WORK ORDER:
State the number of lines in the material below that hold "StockLogRow", and add nothing to it.

┄┄┄┄┄┄┄┄┄┄┄┄┄┄┄┄┄┄┄┄

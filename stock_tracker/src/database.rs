//! SQLite-backed stock log
//!
//! Uses parameterized queries exclusively (no SQL string concatenation).
//! Each append is its own autocommit insert: when a batch fails half way,
//! the rows written before the failure stay in the log.

use crate::error::Result;
use crate::store::StockLogStore;
use chrono::{DateTime, NaiveDateTime, Utc};
use rusqlite::types::Type;
use rusqlite::{params, Connection, Row};
use std::collections::HashMap;
use std::path::Path;
use stock_common::{EntityId, StockLogRow, TIMESTAMP_FORMAT};

/// Result type for raw database operations
pub type DbResult<T> = rusqlite::Result<T>;

/// Initialize the database schema
///
/// Creates the `stock` table if it doesn't exist. The composite index makes
/// "latest row per entity" and "all rows of one entity" index lookups.
pub fn init_schema(conn: &Connection) -> DbResult<()> {
    conn.execute_batch(
        "
        CREATE TABLE IF NOT EXISTS stock (
            id INTEGER PRIMARY KEY AUTOINCREMENT,
            product_name TEXT NOT NULL,
            item_name TEXT NOT NULL,
            price TEXT,
            in_stock INTEGER NOT NULL,
            recorded_at TEXT NOT NULL
        );

        CREATE INDEX IF NOT EXISTS idx_stock_entity ON stock(product_name, item_name);
        CREATE INDEX IF NOT EXISTS idx_stock_recorded_at ON stock(recorded_at);
        ",
    )?;

    log::debug!("Database schema initialized");
    Ok(())
}

/// Stock log stored in a SQLite `stock` table
pub struct SqliteStockLog {
    conn: Connection,
}

impl SqliteStockLog {
    /// Open (or create) the database file and initialise the schema
    pub fn open(path: &Path) -> Result<Self> {
        if let Some(parent) = path.parent() {
            if !parent.as_os_str().is_empty() && !parent.exists() {
                std::fs::create_dir_all(parent)?;
                log::info!("Created directory: {}", parent.display());
            }
        }
        let conn = Connection::open(path)?;
        log::info!("Opened database: {}", path.display());
        Self::from_connection(conn)
    }

    /// In-memory database (tests, dry runs)
    pub fn open_in_memory() -> Result<Self> {
        Self::from_connection(Connection::open_in_memory()?)
    }

    pub fn from_connection(conn: Connection) -> Result<Self> {
        init_schema(&conn)?;
        Ok(Self { conn })
    }

    pub fn connection(&self) -> &Connection {
        &self.conn
    }

    /// Total number of rows in the log
    pub fn row_count(&self) -> Result<i64> {
        Ok(self
            .conn
            .query_row("SELECT COUNT(*) FROM stock", [], |row| row.get(0))?)
    }
}

fn parse_timestamp(raw: &str) -> std::result::Result<DateTime<Utc>, chrono::ParseError> {
    NaiveDateTime::parse_from_str(raw, TIMESTAMP_FORMAT).map(|naive| naive.and_utc())
}

fn format_timestamp(ts: &DateTime<Utc>) -> String {
    ts.format(TIMESTAMP_FORMAT).to_string()
}

/// Map a `product_name, item_name, price, in_stock, recorded_at` row
fn map_row(row: &Row<'_>) -> DbResult<StockLogRow> {
    let raw_ts: String = row.get(4)?;
    let recorded_at = parse_timestamp(&raw_ts)
        .map_err(|e| rusqlite::Error::FromSqlConversionFailure(4, Type::Text, Box::new(e)))?;
    let price: Option<String> = row.get(2)?;
    Ok(StockLogRow {
        entity_id: EntityId::new(row.get::<_, String>(0)?, row.get::<_, String>(1)?),
        price: price.unwrap_or_default(),
        in_stock: row.get(3)?,
        recorded_at,
    })
}

impl StockLogStore for SqliteStockLog {
    fn most_recent_row_per_entity(&self) -> Result<HashMap<EntityId, StockLogRow>> {
        let mut stmt = self.conn.prepare_cached(
            "SELECT product_name, item_name, price, in_stock, recorded_at
             FROM stock
             WHERE id IN (
                 SELECT MAX(id) FROM stock GROUP BY product_name, item_name
             )",
        )?;

        let rows = stmt
            .query_map([], map_row)?
            .collect::<DbResult<Vec<_>>>()?;
        Ok(rows
            .into_iter()
            .map(|r| (r.entity_id.clone(), r))
            .collect())
    }

    fn latest_row_for_entity(&self, entity_id: &EntityId) -> Result<Option<StockLogRow>> {
        let mut stmt = self.conn.prepare_cached(
            "SELECT product_name, item_name, price, in_stock, recorded_at
             FROM stock
             WHERE product_name = ?1 AND item_name = ?2
             ORDER BY id DESC
             LIMIT 1",
        )?;

        let mut rows = stmt.query(params![&entity_id.product_name, &entity_id.item_name])?;
        match rows.next()? {
            Some(row) => Ok(Some(map_row(row)?)),
            None => Ok(None),
        }
    }

    fn all_rows_for_entity(&self, entity_id: &EntityId) -> Result<Vec<StockLogRow>> {
        let mut stmt = self.conn.prepare_cached(
            "SELECT product_name, item_name, price, in_stock, recorded_at
             FROM stock
             WHERE product_name = ?1 AND item_name = ?2
             ORDER BY id ASC",
        )?;

        let rows = stmt
            .query_map(
                params![&entity_id.product_name, &entity_id.item_name],
                map_row,
            )?
            .collect::<DbResult<Vec<_>>>()?;
        Ok(rows)
    }

    fn append(&mut self, row: &StockLogRow) -> Result<()> {
        let mut stmt = self.conn.prepare_cached(
            "INSERT INTO stock (product_name, item_name, price, in_stock, recorded_at)
             VALUES (?1, ?2, ?3, ?4, ?5)",
        )?;
        stmt.execute(params![
            &row.entity_id.product_name,
            &row.entity_id.item_name,
            &row.price,
            row.in_stock,
            format_timestamp(&row.recorded_at),
        ])?;
        Ok(())
    }

    fn entities(&self) -> Result<Vec<EntityId>> {
        let mut stmt = self.conn.prepare_cached(
            "SELECT DISTINCT product_name, item_name
             FROM stock
             ORDER BY product_name, item_name",
        )?;
        let ids = stmt
            .query_map([], |row| {
                Ok(EntityId::new(
                    row.get::<_, String>(0)?,
                    row.get::<_, String>(1)?,
                ))
            })?
            .collect::<DbResult<Vec<_>>>()?;
        Ok(ids)
    }
}

#[cfg(test)]
mod tests {
    use super::*;
    use chrono::TimeZone;
    use tempfile::TempDir;

    fn test_log() -> SqliteStockLog {
        SqliteStockLog::open_in_memory().unwrap()
    }

    fn row(item: &str, in_stock: bool, day: u32, hour: u32) -> StockLogRow {
        StockLogRow {
            entity_id: EntityId::new("Rogue Fleck Plates", item),
            in_stock,
            price: "$85.00".to_string(),
            recorded_at: Utc.with_ymd_and_hms(2021, 1, day, hour, 0, 0).unwrap(),
        }
    }

    #[test]
    fn init_schema_creates_table() {
        let log = test_log();
        let count: i64 = log
            .connection()
            .query_row(
                "SELECT COUNT(*) FROM sqlite_master WHERE type='table' AND name='stock'",
                [],
                |row| row.get(0),
            )
            .unwrap();
        assert_eq!(count, 1);
    }

    #[test]
    fn init_schema_is_idempotent() {
        let log = test_log();
        init_schema(log.connection()).unwrap();
        assert_eq!(log.row_count().unwrap(), 0);
    }

    #[test]
    fn append_then_read_round_trips_fields() {
        let mut log = test_log();
        let written = row("10LB Fleck", true, 5, 14);
        log.append(&written).unwrap();

        let rows = log.all_rows_for_entity(&written.entity_id).unwrap();
        assert_eq!(rows, vec![written]);
    }

    #[test]
    fn all_rows_come_back_in_append_order() {
        let mut log = test_log();
        log.append(&row("10LB Fleck", false, 1, 0)).unwrap();
        log.append(&row("25LB Fleck", true, 1, 1)).unwrap();
        log.append(&row("10LB Fleck", true, 2, 0)).unwrap();
        log.append(&row("10LB Fleck", false, 3, 0)).unwrap();

        let id = EntityId::new("Rogue Fleck Plates", "10LB Fleck");
        let states: Vec<bool> = log
            .all_rows_for_entity(&id)
            .unwrap()
            .iter()
            .map(|r| r.in_stock)
            .collect();
        assert_eq!(states, vec![false, true, false]);
    }

    #[test]
    fn most_recent_row_per_entity_picks_latest() {
        let mut log = test_log();
        log.append(&row("10LB Fleck", false, 1, 0)).unwrap();
        log.append(&row("25LB Fleck", true, 1, 1)).unwrap();
        log.append(&row("10LB Fleck", true, 2, 0)).unwrap();

        let latest = log.most_recent_row_per_entity().unwrap();
        assert_eq!(latest.len(), 2);

        let ten = &latest[&EntityId::new("Rogue Fleck Plates", "10LB Fleck")];
        assert!(ten.in_stock);
        assert_eq!(ten.recorded_at, Utc.with_ymd_and_hms(2021, 1, 2, 0, 0, 0).unwrap());
    }

    #[test]
    fn latest_row_for_entity_matches_index() {
        let mut log = test_log();
        log.append(&row("10LB Fleck", false, 1, 0)).unwrap();
        log.append(&row("10LB Fleck", true, 2, 0)).unwrap();

        let id = EntityId::new("Rogue Fleck Plates", "10LB Fleck");
        let single = log.latest_row_for_entity(&id).unwrap().unwrap();
        let indexed = log.most_recent_row_per_entity().unwrap().remove(&id).unwrap();
        assert_eq!(single, indexed);

        let missing = EntityId::new("Rogue Fleck Plates", "55LB Fleck");
        assert!(log.latest_row_for_entity(&missing).unwrap().is_none());
    }

    #[test]
    fn entities_lists_each_key_once() {
        let mut log = test_log();
        log.append(&row("25LB Fleck", true, 1, 0)).unwrap();
        log.append(&row("10LB Fleck", true, 1, 0)).unwrap();
        log.append(&row("25LB Fleck", false, 2, 0)).unwrap();

        let ids = log.entities().unwrap();
        assert_eq!(
            ids,
            vec![
                EntityId::new("Rogue Fleck Plates", "10LB Fleck"),
                EntityId::new("Rogue Fleck Plates", "25LB Fleck"),
            ]
        );
    }

    #[test]
    fn null_price_reads_as_empty() {
        let log = test_log();
        log.connection()
            .execute(
                "INSERT INTO stock (product_name, item_name, price, in_stock, recorded_at)
                 VALUES ('P', 'I', NULL, 1, '2021-01-01 00:00:00')",
                [],
            )
            .unwrap();
        let rows = log.all_rows_for_entity(&EntityId::new("P", "I")).unwrap();
        assert_eq!(rows[0].price, "");
    }

    #[test]
    fn malformed_timestamp_is_storage_error() {
        let log = test_log();
        log.connection()
            .execute(
                "INSERT INTO stock (product_name, item_name, price, in_stock, recorded_at)
                 VALUES ('P', 'I', '$1', 1, 'yesterday')",
                [],
            )
            .unwrap();
        let err = log.all_rows_for_entity(&EntityId::new("P", "I")).unwrap_err();
        assert!(matches!(err, crate::error::TrackerError::Storage(_)));
    }

    #[test]
    fn open_creates_parent_directory() {
        let temp_dir = TempDir::new().unwrap();
        let path = temp_dir.path().join("nested").join("stock.db");
        let mut log = SqliteStockLog::open(&path).unwrap();
        log.append(&row("10LB Fleck", true, 1, 0)).unwrap();
        drop(log);

        let reopened = SqliteStockLog::open(&path).unwrap();
        assert_eq!(reopened.row_count().unwrap(), 1);
    }
}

┄┄┄┄┄┄┄┄┄┄┄┄┄┄┄┄┄┄┄┄

RESULT FOR THIS TASK:
9